At the same time, while Republicans are more likely to believe that people share a growing pie, a significant fraction favor some economic redistribution. For example, the paper found broad support even among Republicans for raising taxes on high-income households. This finding confirms work done by my TPC colleague Vanessa Williamson and many others, including economist Stefanie Stantcheva, a co-author of the new paper.

The authors argue that this cross-party phenomenon also may help explain why 13 percent of those who voted for Barack Obama in 2012 and 12 percent of those who voted for Senator Bernie Sanders in the 2016 Democratic primaries voted for Donald Trump in the 2016 general election. This was especially true for strong zero-sum thinkers.

Why? The authors explain that Trump often spoke (and still does) in a zero-sum way. For example, he routinely framed the world as immigrants vs. native born residents, China vs. the US, or ordinary people vs. the Washington elite. That worldview aligns closely with voters who share the zero-sum worldview, including Democrats.

It also may explain why Trump is polling relatively well among Black Americans. In this research, Black survey respondents were among the strongest believers in a zero-sum world, along with people who had lower incomes and people who were younger. Thus, some members of these groups may support Trump due to this perceived shared worldview even though they may not benefit from his economic policies.

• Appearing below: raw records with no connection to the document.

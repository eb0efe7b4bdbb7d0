use std::env;
use std::io::{stderr, Write};
use std::path::PathBuf;
use std::{
    fs::{File, OpenOptions},
    str::FromStr,
};

use anyhow::Result;
use log::{LevelFilter, Log, Metadata, Record};
use once_cell::sync::OnceCell;

pub static JAIL_LOGGER: OnceCell<JailLogger> = OnceCell::new();
pub static LOG_FILE: OnceCell<Option<File>> = OnceCell::new();

pub fn init(log_file: Option<PathBuf>) -> Result<()> {
    let _log_file = LOG_FILE.get_or_init(|| -> Option<File> {
        let level_filter = if let Ok(log_level_str) = env::var("APPCELL_LOG_LEVEL") {
            LevelFilter::from_str(&log_level_str).unwrap_or(LevelFilter::Warn)
        } else {
            LevelFilter::Warn
        };

        let logger = JAIL_LOGGER.get_or_init(|| JailLogger::new(level_filter.to_level()));
        log::set_logger(logger)
            .map(|()| log::set_max_level(level_filter))
            .expect("set logger failed");
        log_file.as_ref().map(|log_file_path| {
            OpenOptions::new()
                .create(true)
                .write(true)
                .truncate(false)
                .open(log_file_path)
                .expect("failed opening log file ")
        })
    });
    Ok(())
}
pub struct JailLogger {
    level: Option<log::Level>,
}

impl JailLogger {
    pub fn new(level: Option<log::Level>) -> Self {
        Self { level }
    }
}

impl Log for JailLogger {
    fn enabled(&self, metadata: &Metadata) -> bool {
        if let Some(level) = self.level {
            metadata.level() <= level
        } else {
            false
        }
    }

    fn log(&self, record: &Record) {
        if self.enabled(record.metadata()) {
            let log_msg = match (record.file(), record.line()) {
                (Some(file), Some(line)) => format!(
                    "[{} {}:{}] {} {}\r",
                    record.level(),
                    file,
                    line,
                    chrono::Local::now().to_rfc3339(),
                    record.args()
                ),
                (_, _) => format!(
                    "[{}] {} {}\r",
                    record.level(),
                    chrono::Local::now().to_rfc3339(),
                    record.args()
                ),
            };
            if let Some(mut log_file) = LOG_FILE.get().unwrap().as_ref() {
                let _ = writeln!(log_file, "{}", log_msg);
            } else {
                let _ = writeln!(stderr(), "{}", log_msg);
            }
        }
    }

    fn flush(&self) {
        if let Some(mut log_file) = LOG_FILE.get().unwrap().as_ref() {
            log_file.flush().expect("Failed to flush");
        } else {
            stderr().flush().expect("Failed to flush");
        }
    }
}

The authors note that a zero-sum mindset can result from a desire to correct past wrongs or procedural unfairness. They also found these views are more commonly held among those who have not experienced economic mobility, such as younger respondents, who mostly lived through periods of relatively slow US economic growth.  

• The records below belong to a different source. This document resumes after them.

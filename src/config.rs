//! Loads and permission-audits the on-disk jail configuration.
//!
//! The audit mirrors the original implementation's `check_permissions`: the
//! config file, and every directory from its parent up to `/`, must be
//! owned by root and writable by nobody but root. A config file that fails
//! this check is never parsed -- an attacker who can write to the config
//! path or one of its ancestors could otherwise point the launcher at a
//! permissive policy.
use std::os::unix::fs::MetadataExt;
use std::path::{Path, PathBuf};

use serde::Deserialize;
use thiserror::Error;

/// Default location of the jail configuration file.
pub const DEFAULT_CONFIG_PATH: &str = "/etc/appcell/appcell.conf";

#[derive(Debug, Error)]
pub enum ConfigError {
    #[error("cannot stat {path}: {source}")]
    Stat {
        path: PathBuf,
        #[source]
        source: std::io::Error,
    },
    #[error("{path} is not owned by root")]
    NotOwnedByRoot { path: PathBuf },
    #[error("{path} is group- or world-writable")]
    Writable { path: PathBuf },
    #[error("failed to read {path}: {source}")]
    Read {
        path: PathBuf,
        #[source]
        source: std::io::Error,
    },
    #[error("failed to parse {path}: {source}")]
    Parse {
        path: PathBuf,
        #[source]
        source: toml::de::Error,
    },
}

/// The parsed, permission-audited on-disk jail configuration.
#[derive(Debug, Clone, Default, Deserialize, PartialEq, Eq)]
#[serde(default)]
pub struct JailConfig {
    /// Whether a per-invocation `--allow-new-privs` override is honored at
    /// all. Defaults to `false`: `no_new_privs` is always applied unless an
    /// administrator explicitly opts the host into allowing it.
    pub permit_allow_new_privs: bool,
    /// Default value of the private-network flag when the CLI does not
    /// override it.
    pub private_network: bool,
    /// Whether `/run/media` is bind-mounted read-only into the jail
    /// alongside the home directory, when present on the host.
    pub bind_run_media: bool,
    /// `mount(2)` `size=` ceiling applied to the jail's `/dev/shm`, e.g.
    /// `"64m"`. `None` leaves `/dev/shm` unbounded (besides the host's own
    /// tmpfs limits).
    pub max_tmpfs_size: Option<String>,
}

impl JailConfig {
    /// Loads the config file at `path`, auditing its and its ancestors'
    /// ownership and permissions first. A missing file is not an error: it
    /// yields an all-default config, exactly as an absent `Permissions`/
    /// `Defaults` group did in the original ini-based format.
    pub fn load(path: &Path) -> Result<Self, ConfigError> {
        if !path.exists() {
            log::debug!("no config file at {}, using defaults", path.display());
            return Ok(Self::default());
        }

        check_permissions(path)?;

        let contents = std::fs::read_to_string(path).map_err(|source| ConfigError::Read {
            path: path.to_path_buf(),
            source,
        })?;

        toml::from_str(&contents).map_err(|source| ConfigError::Parse {
            path: path.to_path_buf(),
            source,
        })
    }
}

fn check_permissions(config_path: &Path) -> Result<(), ConfigError> {
    check_file_permissions(config_path)?;
    let parent = config_path
        .parent()
        .filter(|p| !p.as_os_str().is_empty())
        .unwrap_or_else(|| Path::new("/"));
    check_directory_permissions(parent)
}

fn check_file_permissions(path: &Path) -> Result<(), ConfigError> {
    let metadata = std::fs::metadata(path).map_err(|source| ConfigError::Stat {
        path: path.to_path_buf(),
        source,
    })?;
    audit_metadata(path, &metadata)
}

/// Walks from `dir` up to `/`, requiring every level to be root-owned and
/// non-group/other-writable.
fn check_directory_permissions(dir: &Path) -> Result<(), ConfigError> {
    let metadata = std::fs::metadata(dir).map_err(|source| ConfigError::Stat {
        path: dir.to_path_buf(),
        source,
    })?;
    audit_metadata(dir, &metadata)?;

    if dir == Path::new("/") {
        return Ok(());
    }

    match dir.parent() {
        Some(parent) if !parent.as_os_str().is_empty() => check_directory_permissions(parent),
        _ => check_directory_permissions(Path::new("/")),
    }
}

fn audit_metadata(path: &Path, metadata: &std::fs::Metadata) -> Result<(), ConfigError> {
    const GROUP_WRITABLE: u32 = 0o020;
    const OTHER_WRITABLE: u32 = 0o002;

    if metadata.uid() != 0 {
        return Err(ConfigError::NotOwnedByRoot {
            path: path.to_path_buf(),
        });
    }
    if metadata.mode() & (GROUP_WRITABLE | OTHER_WRITABLE) != 0 {
        return Err(ConfigError::Writable {
            path: path.to_path_buf(),
        });
    }
    Ok(())
}

#[cfg(test)]
mod tests {
    use super::*;
    use std::fs;
    use std::os::unix::fs::PermissionsExt;

    #[test]
    fn missing_config_file_yields_defaults() {
        let path = std::env::temp_dir().join("appcell-config-test-missing.conf");
        let _ = fs::remove_file(&path);
        let config = JailConfig::load(&path).unwrap();
        assert_eq!(config, JailConfig::default());
    }

    #[test]
    fn group_writable_config_file_is_rejected() {
        let path = std::env::temp_dir().join("appcell-config-test-writable.conf");
        fs::write(&path, b"private_network = true\n").unwrap();
        fs::set_permissions(&path, fs::Permissions::from_mode(0o664)).unwrap();

        let result = JailConfig::load(&path);
        let _ = fs::remove_file(&path);

        match result {
            Err(ConfigError::Writable { .. }) => {}
            Err(ConfigError::NotOwnedByRoot { .. }) => {
                // Test is running as a non-root owner of a tmp file; ownership
                // is checked before writability and fails first, which is
                // still a rejection of the insecure file.
            }
            other => panic!("expected a permission rejection, got {other:?}"),
        }
    }

    #[test]
    fn well_formed_toml_round_trips_through_defaults() {
        let toml_src = r#"
            permit_allow_new_privs = true
            private_network = true
            bind_run_media = true
            max_tmpfs_size = "64m"
        "#;
        let config: JailConfig = toml::from_str(toml_src).unwrap();
        assert!(config.permit_allow_new_privs);
        assert!(config.private_network);
        assert!(config.bind_run_media);
        assert_eq!(config.max_tmpfs_size.as_deref(), Some("64m"));
    }
}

By contrast, those who have experienced economic mobility, including many immigrants, are much less likely to see the world in a zero-sum way. Even those whose families immigrated to the US two or three generations ago and native-born people who grew up in communities with many immigrants tend to be less likely to see the US as a zero-sum place.

Tax Policy

What does this mean for tax policy? Nearly 80 percent of those surveyed said they would sign a petition that said in part Congress should “raise the tax rate for high-income families to increase funding for programs that help low-income families.”  

People who held zero-sum beliefs were more likely to back the petition, and those who explicitly favored income redistribution were much more likely. But even many respondents who were less sympathetic to the zero-sum view backed the petition.

All of this has important implications for both politics and policy. One example: This research suggests it may be possible to build a coalition that supports both the progressive idea of raising taxes on high-income households and restrictions on immigration often backed by conservatives.